Further, the actuator unit 21 can improve the sound vibration performance by shortening its entire length in the cylinder row direction.

Further, in the actuator unit 21, the number of parts of the press-fitted parts is reduced as compared with the case where another part whose purpose is only to regulate the axial position of the second control shaft 24 is press-fitted into the second control shaft 24. Productivity can be improved.

In addition, in the first embodiment, it is possible to easily set a large contact area between the end surface 64 on the other end side of the first housing and the first end surface 43 of the second arm portion. Therefore, in the first embodiment, it is possible to reduce the surface pressure when the second arm portion first end surface 43 is pressed against the other end side end surface 64 of the first housing.

Another embodiment of the present invention will be described below. The same components as those in the above-described embodiment are designated by the same reference numerals, and duplicated description will be omitted.

An internal combustion engine according to the second embodiment of the present invention will be described with reference to FIG. FIG. 4 is an enlarged sectional view showing a main part of the actuator unit 21 according to the second embodiment of the present invention.

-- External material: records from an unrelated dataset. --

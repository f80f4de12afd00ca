use crate::error::{JanusError, Result};
use crate::plugins::audio_bridge::{self, AudioBridgeListener};
use crate::plugins::sip::{self, SipEventListener};
use crate::plugins::video_room::{self, VideoRoomListener};
use crate::plugins::{PluginEvent, PluginKind};
use crate::protocol::envelope::{Envelope, IncomingMessage};
use crate::protocol::janus_client::ClientInner;
use serde_json::Value;
use std::panic::{catch_unwind, AssertUnwindSafe};
use std::sync::atomic::{AtomicU64, Ordering};
use std::sync::{Arc, Mutex, Weak};

/// Identifies one registered listener for later removal.
#[derive(Debug, Clone, Copy, PartialEq, Eq, Hash)]
pub struct ListenerId(u64);

/// Listener for handles attached as [`PluginKind::Generic`], or for callers
/// that only want raw payloads.
pub trait EventListener: Send + Sync {
    fn on_event(&self, event: &PluginEvent);
}

/// A registered listener. The set of kinds is closed: dispatch matches
/// exhaustively instead of dynamic-casting through an open hierarchy.
#[derive(Clone)]
pub enum HandleListener {
    Generic(Arc<dyn EventListener>),
    Sip(Arc<dyn SipEventListener>),
    AudioBridge(Arc<dyn AudioBridgeListener>),
    VideoRoom(Arc<dyn VideoRoomListener>),
}

/// Typed form of one event, produced at most once per dispatch.
enum DecodedEvent {
    None,
    Sip(sip::SipEvent),
    AudioBridge(audio_bridge::AudioBridgeEvent),
    VideoRoom(video_room::VideoRoomEvent),
}

/// One gateway-side plugin attachment.
///
/// The session owns the handle; the handle only points back at the client
/// internals weakly, for building outbound envelopes. Every `message`
/// envelope built here embeds this handle's session and handle IDs.
pub struct JanusHandle {
    handle_id: u64,
    session_id: u64,
    kind: PluginKind,
    client: Weak<ClientInner>,
    listeners: Mutex<Vec<(u64, HandleListener)>>,
    next_listener_id: AtomicU64,
}

impl std::fmt::Debug for JanusHandle {
    fn fmt(&self, f: &mut std::fmt::Formatter<'_>) -> std::fmt::Result {
        f.debug_struct("JanusHandle")
            .field("handle_id", &self.handle_id)
            .field("session_id", &self.session_id)
            .field("kind", &self.kind)
            .finish_non_exhaustive()
    }
}

impl JanusHandle {
    pub(crate) fn new(
        handle_id: u64,
        session_id: u64,
        kind: PluginKind,
        client: Weak<ClientInner>,
    ) -> Self {
        Self {
            handle_id,
            session_id,
            kind,
            client,
            listeners: Mutex::new(Vec::new()),
            next_listener_id: AtomicU64::new(1),
        }
    }

    pub fn handle_id(&self) -> u64 {
        self.handle_id
    }

    pub fn session_id(&self) -> u64 {
        self.session_id
    }

    pub fn kind(&self) -> PluginKind {
        self.kind
    }

    /// Send a plugin request and wait for the direct reply.
    ///
    /// The reply is frequently a bare `ack`: for asynchronous plugin actions
    /// the meaningful outcome arrives later as an event, matched by a
    /// listener rather than by this transaction.
    pub async fn send_message(&self, body: Value) -> Result<Value> {
        self.send(body, None).await
    }

    /// Same as [`send_message`](Self::send_message), with a JSEP blob
    /// attached to the envelope.
    pub async fn send_message_with_jsep(&self, body: Value, jsep: Value) -> Result<Value> {
        self.send(body, Some(jsep)).await
    }

    async fn send(&self, body: Value, jsep: Option<Value>) -> Result<Value> {
        let client = self.client.upgrade().ok_or(JanusError::SessionClosed)?;
        client
            .request(|transaction| {
                Envelope::message(self.session_id, self.handle_id, transaction, body, jsep)
            })
            .await
    }

    /// Detach from the gateway. Fire-and-forget: the reply, if any, is not
    /// awaited.
    pub async fn detach(&self) -> Result<()> {
        let client = self.client.upgrade().ok_or(JanusError::SessionClosed)?;
        client
            .fire_and_forget(|transaction| {
                Envelope::detach(self.session_id, self.handle_id, transaction)
            })
            .await
    }

    pub(crate) fn add_listener(&self, listener: HandleListener) -> ListenerId {
        let id = self.next_listener_id.fetch_add(1, Ordering::Relaxed);
        self.listeners.lock().unwrap().push((id, listener));
        ListenerId(id)
    }

    /// Register a raw-event listener regardless of the handle's plugin kind.
    pub fn add_event_listener(&self, listener: Arc<dyn EventListener>) -> ListenerId {
        self.add_listener(HandleListener::Generic(listener))
    }

    /// Remove a listener. Safe while a dispatch is in progress: the
    /// in-flight dispatch operates on its own snapshot and is unaffected.
    pub fn remove_listener(&self, id: ListenerId) {
        self.listeners
            .lock()
            .unwrap()
            .retain(|(listener_id, _)| *listener_id != id.0);
    }

    pub fn listener_count(&self) -> usize {
        self.listeners.lock().unwrap().len()
    }

    /// Deliver one asynchronous event to every registered listener.
    ///
    /// Runs on the connection's sequential delivery task: events for a
    /// single handle reach listeners in gateway emission order, and a
    /// listener that blocks stalls all further inbound processing for the
    /// connection. Dispatch iterates a snapshot taken here; listeners
    /// added or removed mid-dispatch only affect subsequent events.
    pub(crate) fn fire_event(&self, message: &IncomingMessage) {
        let event = PluginEvent::from_message(message);
        let decoded = self.decode(&event);

        let snapshot: Vec<(u64, HandleListener)> = self.listeners.lock().unwrap().clone();
        for (_, listener) in &snapshot {
            // A faulty listener must not starve the remaining ones.
            let outcome = catch_unwind(AssertUnwindSafe(|| {
                Self::dispatch_one(listener, &event, &decoded)
            }));
            if outcome.is_err() {
                log::error!(
                    "Listener on handle {} panicked during event dispatch; continuing",
                    self.handle_id
                );
            }
        }
    }

    fn decode(&self, event: &PluginEvent) -> DecodedEvent {
        let Some(data) = event.plugin_data() else {
            return DecodedEvent::None;
        };
        let decoded = match self.kind {
            PluginKind::Generic => Ok(DecodedEvent::None),
            PluginKind::Sip => sip::decode_event(data, event.jsep())
                .map(|e| e.map_or(DecodedEvent::None, DecodedEvent::Sip)),
            PluginKind::AudioBridge => audio_bridge::decode_event(data)
                .map(|e| e.map_or(DecodedEvent::None, DecodedEvent::AudioBridge)),
            PluginKind::VideoRoom => video_room::decode_event(data)
                .map(|e| e.map_or(DecodedEvent::None, DecodedEvent::VideoRoom)),
        };
        match decoded {
            Ok(decoded) => decoded,
            Err(e) => {
                // Listeners still see the raw payload through on_event.
                log::warn!("Failed to decode event on handle {}: {}", self.handle_id, e);
                DecodedEvent::None
            }
        }
    }

    fn dispatch_one(listener: &HandleListener, event: &PluginEvent, decoded: &DecodedEvent) {
        match listener {
            HandleListener::Generic(l) => l.on_event(event),
            HandleListener::Sip(l) => {
                l.on_event(event);
                if let DecodedEvent::Sip(typed) = decoded {
                    sip::dispatch(l.as_ref(), typed);
                }
            }
            HandleListener::AudioBridge(l) => {
                l.on_event(event);
                if let DecodedEvent::AudioBridge(typed) = decoded {
                    audio_bridge::dispatch(l.as_ref(), typed);
                }
            }
            HandleListener::VideoRoom(l) => {
                l.on_event(event);
                if let DecodedEvent::VideoRoom(typed) = decoded {
                    video_room::dispatch(l.as_ref(), typed);
                }
            }
        }
    }
}

#[cfg(test)]
mod tests {
    use super::*;
    use serde_json::json;
    use std::sync::atomic::AtomicUsize;

    struct CountingListener {
        raw_events: AtomicUsize,
        joined_events: AtomicUsize,
    }

    impl CountingListener {
        fn new() -> Arc<Self> {
            Arc::new(Self {
                raw_events: AtomicUsize::new(0),
                joined_events: AtomicUsize::new(0),
            })
        }
    }

    impl VideoRoomListener for CountingListener {
        fn on_event(&self, _event: &PluginEvent) {
            self.raw_events.fetch_add(1, Ordering::SeqCst);
        }
        fn on_joined(&self, _event: &video_room::JoinedEvent) {
            self.joined_events.fetch_add(1, Ordering::SeqCst);
        }
    }

    struct PanickingListener;

    impl VideoRoomListener for PanickingListener {
        fn on_event(&self, _event: &PluginEvent) {
            panic!("listener bug");
        }
    }

    fn video_room_handle() -> JanusHandle {
        JanusHandle::new(9, 1, PluginKind::VideoRoom, Weak::new())
    }

    fn joined_message() -> IncomingMessage {
        IncomingMessage::from_value(json!({
            "janus": "event",
            "session_id": 1,
            "sender": 9,
            "plugindata": {
                "plugin": "janus.plugin.videoroom",
                "data": {
                    "videoroom": "joined",
                    "room": 1234u64,
                    "description": "d",
                    "id": 55u64,
                    "private_id": 99u64,
                    "publishers": []
                }
            }
        }))
    }

    #[test]
    fn test_typed_and_raw_dispatch() {
        let handle = video_room_handle();
        let listener = CountingListener::new();
        handle.add_listener(HandleListener::VideoRoom(listener.clone()));

        handle.fire_event(&joined_message());

        assert_eq!(listener.raw_events.load(Ordering::SeqCst), 1);
        assert_eq!(listener.joined_events.load(Ordering::SeqCst), 1);
    }

    #[test]
    fn test_panicking_listener_does_not_stop_dispatch() {
        let handle = video_room_handle();
        handle.add_listener(HandleListener::VideoRoom(Arc::new(PanickingListener)));
        let listener = CountingListener::new();
        handle.add_listener(HandleListener::VideoRoom(listener.clone()));

        handle.fire_event(&joined_message());

        assert_eq!(listener.raw_events.load(Ordering::SeqCst), 1);
    }

    #[test]
    fn test_removed_listener_no_longer_invoked() {
        let handle = video_room_handle();
        let listener = CountingListener::new();
        let id = handle.add_listener(HandleListener::VideoRoom(listener.clone()));

        handle.fire_event(&joined_message());
        handle.remove_listener(id);
        handle.fire_event(&joined_message());

        assert_eq!(listener.raw_events.load(Ordering::SeqCst), 1);
        assert_eq!(handle.listener_count(), 0);
    }

    #[test]
    fn test_malformed_payload_still_reaches_raw_listener() {
        let handle = video_room_handle();
        let listener = CountingListener::new();
        handle.add_listener(HandleListener::VideoRoom(listener.clone()));

        // Tagged as joined but missing required fields: decode fails, raw
        // delivery still happens.
        let message = IncomingMessage::from_value(json!({
            "janus": "event",
            "sender": 9,
            "plugindata": {"data": {"videoroom": "joined"}}
        }));
        handle.fire_event(&message);

        assert_eq!(listener.raw_events.load(Ordering::SeqCst), 1);
        assert_eq!(listener.joined_events.load(Ordering::SeqCst), 0);
    }

    #[tokio::test]
    async fn test_send_after_client_drop_fails() {
        let handle = video_room_handle();
        let result = handle.send_message(json!({"request": "list"})).await;
        assert!(matches!(result, Err(JanusError::SessionClosed)));
    }
}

The internal combustion engine of the second embodiment has substantially the same configuration as the internal combustion engine of the first embodiment described above, but the second arm portion first end surface 43 has one end side of the second arm portion 26 in the cylinder row direction ( It is formed on substantially the entire side surface 41 in the direction of arrow A in FIG.

More specifically, the second arm portion 26 in the second embodiment includes all of the side surfaces 41 on the one end side in the cylinder row direction (direction of arrow A in FIG. 4) other than the portion in contact with the second control shaft second end surface 40. Serves as the second arm portion first end surface 43 and is in contact with the other end side end surface 64 of the first housing.

In the second embodiment, the second control shaft second end surface 40 is separated from the second control shaft second end surface 40, and the second arm portion first end surface 43 and the second control shaft first end surface 43 are separated from each other. The partition wall 62 is sandwiched between the first end surface 39 and the first end surface 39, whereby the second arm portion 26 is positioned with respect to the second control shaft 24.

Also in such an internal combustion engine of the second embodiment, since the second control shaft 24 and the second arm portion 26 have the function of restricting the position of the second control shaft 24 in the axial direction, the first embodiment described above is performed. It is possible to obtain substantially the same operational effects as the internal combustion engine of the example.

In addition, in the second embodiment, the function of restricting the position of the second control shaft 24 in the axial direction is provided by substantially the entire side surface 41 of the second arm portion 26 on the one end side (the arrow A direction in FIG. 4) in the cylinder row direction. Therefore, it is possible to easily set the contact area between the other end side end surface 64 of the first housing and the first end surface 43 of the second arm portion larger than that in the above-described first embodiment. Therefore, in the second embodiment, the surface pressure when the second arm portion first end surface 43 is pressed against the other end side end surface 64 of the first housing can be reduced as compared with the above-described first embodiment. ..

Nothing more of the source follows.